Foi a partir desse evento que cresceu, junto ao povo cristão, a idéia de que o ensino secular da Igreja “una, santa, católica e apostólica”, sobre a unicidade do Salvador, deveria ser de alguma forma, arquivado.
Todos nos lembramos dos representantes de todas as religiões em uma igreja católica, a Igreja de Santa Maria degli Angeli, alinhados com um ramo de oliveira na mão: como que a significar que a paz não passa por Cristo, mas igualmente por todos os fundadores de um credo, qualquer que seja este (Maomé, Buda, Confúcio, Kali, Cristo …)
Lembramo-nos da oração dos muçulmanos em Assis, isto é, na cidade de um santo que tinha feito da conversão dos islâmicos um dos seus objetivos.
Recordamos a oração dos animistas, sua invocação dos espíritos elementares, e daquela de outros credos ou de representantes de religiões atéias como o jainismo.
Aquele rezar “juntos”, fosse qual fosse a sua finalidade, querendo-se ou não, teve o efeito de fazer crer a muitos que todos rezamos “ao mesmo Deus”, apenas com nomes diferentes.
Em vez disso, a Sagrada Escritura é clara: “Não terás outros deuses diante de mim” (1º. mandamento), “Eu sou o Caminho, a Verdade e a Vida: ninguém vem ao Pai senão por mim” (João 14, 6).
Aqueles que escrevem certamente não recusam o diálogo, com qualquer pessoa, independente da religião que tenha.
Nós vivemos no mundo, e todos os dias nós conversamos, discutimos, amamos, mesmo aqueles que não são cristãos, porque ateus, céticos, ou de outras religiões.
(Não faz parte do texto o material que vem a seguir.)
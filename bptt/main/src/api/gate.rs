//! Gate identifiers and the per-gate parameter triple.

use cellgrad_core::{LinalgResult, Matrix, Vector};

/// One of the four LSTM gates.
///
/// The forget, input, and output gates are sigmoid-activated; the candidate
/// gate (the cell input activation) is tanh-activated. Code that treats all
/// gates uniformly iterates [`Gate::ALL`] and indexes parameter tables with
/// [`Gate::index`].
#[derive(Debug, Clone, Copy, PartialEq, Eq)]
pub enum Gate {
    Forget,
    Input,
    Output,
    Candidate,
}

impl Gate {
    /// All gates, in the fixed table order used for parameter storage.
    pub const ALL: [Gate; 4] = [Gate::Forget, Gate::Input, Gate::Output, Gate::Candidate];

    /// Position of this gate in parameter tables.
    pub fn index(self) -> usize {
        match self {
            Gate::Forget => 0,
            Gate::Input => 1,
            Gate::Output => 2,
            Gate::Candidate => 3,
        }
    }
}

/// The learnable parameters of a single gate: input weights `w`
/// (hidden x input), recurrent weights `u` (hidden x hidden), and bias `b`
/// (hidden).
#[derive(Debug, Clone)]
pub struct GateParams {
    pub w: Matrix,
    pub u: Matrix,
    pub b: Vector,
}

impl GateParams {
    /// Zero-initialized parameters for the given dimensions.
    ///
    /// Allocation failure is surfaced rather than aborting; gate parameter
    /// tensors are the largest allocations a cell makes.
    pub fn try_zeros(hidden_dim: usize, input_dim: usize) -> LinalgResult<Self> {
        Ok(Self {
            w: Matrix::try_zeros(hidden_dim, input_dim)?,
            u: Matrix::try_zeros(hidden_dim, hidden_dim)?,
            b: Vector::try_zeros(hidden_dim)?,
        })
    }
}

#[cfg(test)]
mod tests {
    use super::*;

    #[test]
    fn test_table_order_matches_index() {
        for (i, gate) in Gate::ALL.iter().enumerate() {
            assert_eq!(gate.index(), i);
        }
    }

    #[test]
    fn test_gate_params_shapes() {
        let p = GateParams::try_zeros(3, 2).unwrap();
        assert_eq!((p.w.rows(), p.w.cols()), (3, 2));
        assert_eq!((p.u.rows(), p.u.cols()), (3, 3));
        assert_eq!(p.b.len(), 3);
    }
}
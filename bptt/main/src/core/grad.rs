//! Backpropagation through time over an unrolled sequence.
//!
//! Per-timestep loss is the unnormalized squared error
//! `E_t = Σ (y_t − target_t)²`, summed over the sequence. The gradients flow:
//!
//! ```text
//! dE/dh_t  = 2(y_t − target_t)ᵀ · W_y
//! dh/dc_t  = o_t ⊙ sech²(c_t)
//! dE/dc_t  = dE/dh_t ⊙ dh/dc_t + f_{t+1} ⊙ dE/dc_{t+1}
//! ```
//!
//! The `dE/dc` recurrence runs from the last timestep to the first; unfolding
//! it reproduces the sum over future cell states attenuated by the product of
//! intervening forget activations, `Σ_k (dE/dh_k ⊙ dh/dc_k) ⊙ Π f_j`.
//!
//! At each timestep the gate-level gradients are
//!
//! ```text
//! dE/df_t  = dE/dc_t ⊙ c_prev_t      dE/di_t  = dE/dc_t ⊙ ca_t
//! dE/dca_t = dE/dc_t ⊙ i_t           dE/do_t  = dE/dh_t ⊙ tanh(c_t)
//! ```
//!
//! and each parameter gradient accumulates the pre-activation term times the
//! step's inputs: `dE/dW += (dE/dgate ⊙ dgate/dX) xᵀ`,
//! `dE/dU += (dE/dgate ⊙ dgate/dX) h_prevᵀ`, `dE/db += dE/dgate ⊙ dgate/dX`,
//! where `X = W·x + U·h_prev + b`.

use crate::api::error::{BpttError, BpttResult};
use crate::api::gate::Gate;
use crate::core::unroll::{Sequence, Snapshot};
use cellgrad_core::{Matrix, Vector};

/// Gradient of the loss with respect to one gate's parameter triple.
#[derive(Debug, Clone)]
pub struct GateGrads {
    pub w: Matrix,
    pub u: Matrix,
    pub b: Vector,
}

/// The twelve time-summed parameter gradients of one backward pass:
/// `dE/dW`, `dE/dU`, `dE/db` for each of the four gates.
///
/// Zero-initialized at creation, summed into across all timesteps, read by
/// the optimizer, then discarded.
#[derive(Debug, Clone)]
pub struct GradientAccumulator {
    input_dim: usize,
    hidden_dim: usize,
    grads: [GateGrads; 4],
}

impl GradientAccumulator {
    /// All-zero accumulator shaped for the given cell dimensions.
    pub fn zeros(input_dim: usize, hidden_dim: usize) -> BpttResult<Self> {
        let zero = || -> BpttResult<GateGrads> {
            Ok(GateGrads {
                w: Matrix::try_zeros(hidden_dim, input_dim)?,
                u: Matrix::try_zeros(hidden_dim, hidden_dim)?,
                b: Vector::try_zeros(hidden_dim)?,
            })
        };
        Ok(Self {
            input_dim,
            hidden_dim,
            grads: [zero()?, zero()?, zero()?, zero()?],
        })
    }

    pub fn input_dim(&self) -> usize {
        self.input_dim
    }

    pub fn hidden_dim(&self) -> usize {
        self.hidden_dim
    }

    pub fn gate(&self, gate: Gate) -> &GateGrads {
        &self.grads[gate.index()]
    }

    pub(crate) fn gate_mut(&mut self, gate: Gate) -> &mut GateGrads {
        &mut self.grads[gate.index()]
    }

    /// Sum another accumulator into this one.
    pub fn merge(&mut self, other: &GradientAccumulator) -> BpttResult<()> {
        if other.input_dim != self.input_dim || other.hidden_dim != self.hidden_dim {
            return Err(BpttError::Dimension {
                expected: self.hidden_dim * self.input_dim,
                got: other.hidden_dim * other.input_dim,
            });
        }
        for gate in Gate::ALL {
            let src = &other.grads[gate.index()];
            let dst = self.gate_mut(gate);
            dst.w.add_scaled(&src.w, 1.0)?;
            dst.u.add_scaled(&src.u, 1.0)?;
            dst.b.add_scaled(&src.b, 1.0)?;
        }
        Ok(())
    }
}

/// Run the backward pass over an unrolled sequence.
///
/// `targets` must hold one vector per snapshot, each of the output dimension.
/// An empty sequence yields the all-zero accumulator. The accumulator sums
/// every timestep's contribution; nothing in the sequence is mutated.
pub fn backward(
    seq: &Sequence,
    targets: &[Vector],
    w_y: &Matrix,
) -> BpttResult<GradientAccumulator> {
    if targets.len() != seq.len() {
        return Err(BpttError::Dimension {
            expected: seq.len(),
            got: targets.len(),
        });
    }

    let n = seq.len();
    let mut acc = GradientAccumulator::zeros(seq.input_dim(), seq.hidden_dim())?;
    if n == 0 {
        return Ok(acc);
    }

    // Direct terms per timestep: dE/dh and dh/dc.
    let mut direct: Vec<(Vector, Vector)> = Vec::with_capacity(n);
    for (snap, target) in seq.iter().zip(targets.iter()) {
        let residual = snap.y.sub(target)?;
        let dedh = w_y.matvec_t(&residual.scale(2.0))?;
        let sech_c = snap.c.sech();
        let dhdc = snap.o.hadamard(&sech_c.hadamard(&sech_c)?)?;
        direct.push((dedh, dhdc));
    }

    // dE/dc sweep, last timestep first. The final step has no future term;
    // earlier steps add the next step's dE/dc gated by its forget activation.
    let mut dedc: Vec<Vector> = vec![Vector::zeros(seq.hidden_dim()); n];
    for t in (0..n).rev() {
        let (dedh, dhdc) = &direct[t];
        let mut grad = dedh.hadamard(dhdc)?;
        if t + 1 < n {
            let f_next = &seq.steps()[t + 1].f;
            grad = grad.add(&f_next.hadamard(&dedc[t + 1])?)?;
        }
        dedc[t] = grad;
    }

    // Accumulate the per-gate parameter gradients.
    for (t, snap) in seq.iter().enumerate() {
        let (dedh, _) = &direct[t];
        for gate in Gate::ALL {
            let pre = pre_activation_grad(gate, snap, &dedc[t], dedh)?;
            let grads = acc.gate_mut(gate);
            grads.w.add_scaled(&Matrix::outer(&pre, &snap.x), 1.0)?;
            grads.u.add_scaled(&Matrix::outer(&pre, &snap.h_prev), 1.0)?;
            grads.b.add_scaled(&pre, 1.0)?;
        }
    }

    Ok(acc)
}

/// Gradient of the loss with respect to one gate's pre-activation
/// `X = W·x + U·h_prev + b` at a single timestep.
///
/// The stored activations carry their own derivatives: for a sigmoid gate
/// `σ'(X) = g ⊙ (1 − g)`, and for the candidate
/// `tanh'(X) = 1 − ca² = sech²(X)`.
fn pre_activation_grad(
    gate: Gate,
    snap: &Snapshot,
    dedc: &Vector,
    dedh: &Vector,
) -> BpttResult<Vector> {
    let (dedgate, dact) = match gate {
        Gate::Forget => (dedc.hadamard(&snap.c_prev)?, sigmoid_derivative(&snap.f)),
        Gate::Input => (dedc.hadamard(&snap.ca)?, sigmoid_derivative(&snap.i)),
        // The output gate reaches the loss only through h, not through c.
        Gate::Output => (dedh.hadamard(&snap.c.tanh())?, sigmoid_derivative(&snap.o)),
        Gate::Candidate => (
            dedc.hadamard(&snap.i)?,
            snap.ca.map(|v| 1.0 - v * v),
        ),
    };
    Ok(dedgate.hadamard(&dact)?)
}

fn sigmoid_derivative(activated: &Vector) -> Vector {
    activated.map(|v| v * (1.0 - v))
}
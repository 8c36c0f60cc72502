mod cmd;

use anyhow::Result;
use clap::Parser;

/// cellgrad — train and inspect a single-cell LSTM.
#[derive(Parser)]
#[command(name = "cellgrad", version, about)]
struct Cli {
    #[command(subcommand)]
    command: cmd::Command,
}

fn main() -> Result<()> {
    env_logger::init();
    let cli = Cli::parse();
    cmd::run(cli.command)
}
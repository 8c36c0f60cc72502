mod step;
mod train;

use anyhow::Result;
use clap::Subcommand;

#[derive(Subcommand)]
pub enum Command {
    /// Train a cell on a generated sine next-value task
    Train(train::TrainArgs),
    /// Run a single forward pass over a short series and print the outputs
    Step(step::StepArgs),
}

pub fn run(command: Command) -> Result<()> {
    match command {
        Command::Train(args) => train::run(args),
        Command::Step(args) => step::run(args),
    }
}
Mas isso não nos impede de acreditar que o próprio Deus tenha vindo sobre a terra, e tenha morrido para ensinar, de fato, o Caminho, a Verdade, e não apenas um dos muitos e possíveis caminhos e verdades. Cristo é, para nós cristãos, o Salvador, o Único Salvador do mundo.
Lembramos com tristeza, portanto, retornando a este evento de 25 anos atrás, os frangos abatidos no altar de Santa Clara, segundo rituais tribais e da redoma com uma estátua de Buda colocada sobre o altar da igreja de São Pedro, sobre as relíquias do mártir Vitorino, morto, 400 anos depois de Cristo, para testemunhar a sua fé.
Recordamos os padres católicos que se submeteram a ritos iniciáticos de outras religiões: uma cena horrível, pois, se é um “disparate” batizar na fé católica um adulto que não acredita nela, mais ainda é absurdo o fato de que um padre católico se submeta a um rito ao qual não reconhece nenhuma validade ou utilidade. Fazendo isso se acaba, de fato, passando uma única idéia: que os ritos, todos, não são nada além de vazios gestos humanos. Que todas as concepções do divino se equivalem. Que todas as morais, que emanam de todas as religiões, são intercambiáveis.
Eis aí o “espírito de Assis”, sobre o qual a mídia e os setores mais relativistas da Igreja trabalharam longamente, lançando a confusão. Parecia alheio ao Evangelho e à Igreja de Cristo, que nunca, em dois mil anos, tinha escolhido fazer o mesmo. Gostaríamos de transcrever aqui essas observações irônicas de um jornalista francês: “Na presença de tantas religiões, se acreditará mais facilmente ou que todas elas são válidas ou que são todas indiferentes, vendo assim tantos deuses, se perguntará se todos não são equivalentes ou se há apenas um verdadeiro. O “parisiense zombeteiro” (cético e ateu, n.d.r.) imitará aquele colecionador cético, cujo amigo tinha acabado de derrubar um ídolo de uma mesa:. ‘Ah desgraçado, talvez seja esse o verdadeiro Deus ” .
Nós encontramos consolo, então, em nossas perplexidades, em muitíssimas declarações dos papas, que tinham sempre condenado tais “diálogos”.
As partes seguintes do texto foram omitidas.